But you will remember that when we started out on this quest in this series of articles, I cited Isaiah 41:22, a scripture where God says "Let them bring them forth, and show us what shall happen: let them show the former things, what they be, that we may consider them, and understand the latter end of them; or declare us things for to come."

The clue is given in Isaiah, that the way to understand the ultimate of prophecy is to understand the first fulfillment of what took place. That is where we are right now. We're looking clearly at Israel, where they were, what they were doing and what their attitudes were.

Lessons of History

It is a funny thing that just as things happen in patterns in nature, so history tends to come around in patterns, and if we find ourselves in the 21st century repeating the pattern again, we would have to be fools not to realize that the latter part of that pattern is going to come through just as we have re-created the first part of, that just as we have sinned the same sins and just as we have worshiped the same idols, just as we've gone the same way, God's reaction will once again be the same.

As someone said, "If you cannot learn the lessons of history then you are condemned to repeat it." Then it would be foolish of us not to at least try to learn the lessons of history.

Can You Relate to This?

Hosea 2:1 "Say to your brethren, Ammi; and to your sisters, Ruhamah." In this particular case, the negative is dropped off of both those names. Did you notice that?
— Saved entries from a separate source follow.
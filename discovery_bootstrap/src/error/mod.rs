//! Error types produced while bootstrapping discovery-client configuration.

mod constructors;
mod conversions;
mod types;

pub use types::BootstrapError;
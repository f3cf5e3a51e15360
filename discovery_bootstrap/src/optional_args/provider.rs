//! Lazily evaluated, shareable dependency providers.

use std::fmt;
use std::sync::Arc;

/// Factory producing a shared `T` each time it is asked.
///
/// # Examples
///
/// ```
/// use std::sync::Arc;
/// use discovery_bootstrap::Provider;
///
/// let provider: Provider<str> = Provider::singleton(Arc::from("eureka"));
/// assert_eq!(&*provider.get(), "eureka");
/// ```
pub struct Provider<T: ?Sized> {
    factory: Arc<dyn Fn() -> Arc<T> + Send + Sync>,
}

impl<T: ?Sized> Provider<T> {
    /// Creates a provider that calls `factory` on every [`get`](Self::get).
    #[must_use]
    pub fn new<F>(factory: F) -> Self
    where
        F: Fn() -> Arc<T> + Send + Sync + 'static,
    {
        Self {
            factory: Arc::new(factory),
        }
    }

    /// Creates a provider that always hands out `value`.
    #[must_use]
    pub fn singleton(value: Arc<T>) -> Self
    where
        T: Send + Sync + 'static,
    {
        Self::new(move || Arc::clone(&value))
    }

    /// Obtains a value.
    #[must_use]
    pub fn get(&self) -> Arc<T> {
        (self.factory)()
    }
}

impl<T: ?Sized> Clone for Provider<T> {
    fn clone(&self) -> Self {
        Self {
            factory: Arc::clone(&self.factory),
        }
    }
}

impl<T: ?Sized> fmt::Debug for Provider<T> {
    fn fmt(&self, f: &mut fmt::Formatter<'_>) -> fmt::Result {
        f.debug_struct("Provider").finish_non_exhaustive()
    }
}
One of them was Lo Ammi and Lo Ruhamah which means 'not my people' and 'not having obtained mercy'. Now the names are shifted to 'my people' and 'having obtained mercy'.

Verse 2 "Plead with your mother, plead: for she is not my wife, neither am I her husband: let her put away her whoredoms out of her sight, and her adulteries from between her breasts; {3} Lest I strip her naked, and set her as in the day that she was born, and make her as a wilderness, and set her like a dry land, and slay her with thirst. {4} I will not have mercy upon her children; for they are the children of whoredoms."

The Living Bible basically says they're not my children, they are somebody else's children, why should I have mercy upon them?

Verse 5 "For their mother has played the harlot: she that conceived them hath done shamefully: for she said, I will go after my lovers, that give me my bread and my water, my wool and my flax, my oil and my drink."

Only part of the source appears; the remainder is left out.